Information given section start

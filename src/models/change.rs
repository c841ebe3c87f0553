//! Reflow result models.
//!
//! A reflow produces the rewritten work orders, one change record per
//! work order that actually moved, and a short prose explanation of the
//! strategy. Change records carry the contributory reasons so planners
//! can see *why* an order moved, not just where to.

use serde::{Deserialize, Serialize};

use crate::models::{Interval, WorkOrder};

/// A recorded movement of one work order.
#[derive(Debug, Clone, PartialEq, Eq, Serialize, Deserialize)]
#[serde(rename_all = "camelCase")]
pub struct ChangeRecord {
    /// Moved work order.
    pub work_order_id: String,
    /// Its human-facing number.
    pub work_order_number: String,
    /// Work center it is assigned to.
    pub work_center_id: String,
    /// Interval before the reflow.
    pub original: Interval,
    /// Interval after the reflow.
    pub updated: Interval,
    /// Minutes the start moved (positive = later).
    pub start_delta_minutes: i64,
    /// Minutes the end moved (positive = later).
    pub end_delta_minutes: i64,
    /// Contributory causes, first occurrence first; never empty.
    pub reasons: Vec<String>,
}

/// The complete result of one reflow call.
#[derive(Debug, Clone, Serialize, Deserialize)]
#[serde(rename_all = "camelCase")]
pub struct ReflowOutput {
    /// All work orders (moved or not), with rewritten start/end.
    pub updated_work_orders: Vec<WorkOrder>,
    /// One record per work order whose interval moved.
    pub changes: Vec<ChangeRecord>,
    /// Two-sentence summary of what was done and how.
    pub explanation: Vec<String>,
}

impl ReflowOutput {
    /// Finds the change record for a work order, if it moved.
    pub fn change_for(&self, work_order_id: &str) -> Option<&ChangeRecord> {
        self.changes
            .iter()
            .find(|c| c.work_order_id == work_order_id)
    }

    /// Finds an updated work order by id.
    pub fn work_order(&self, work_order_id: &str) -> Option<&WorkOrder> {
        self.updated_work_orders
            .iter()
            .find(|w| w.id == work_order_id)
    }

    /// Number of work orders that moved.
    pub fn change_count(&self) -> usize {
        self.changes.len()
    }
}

Information given section end

What to work on:
Quote exactly what appears from the line containing "self.updated_work_orders" through the final line of the listing above, including both of those lines.

Response to this task:
        self.updated_work_orders
            .iter()
            .find(|w| w.id == work_order_id)
    }

    /// Number of work orders that moved.
    pub fn change_count(&self) -> usize {
        self.changes.len()
    }
}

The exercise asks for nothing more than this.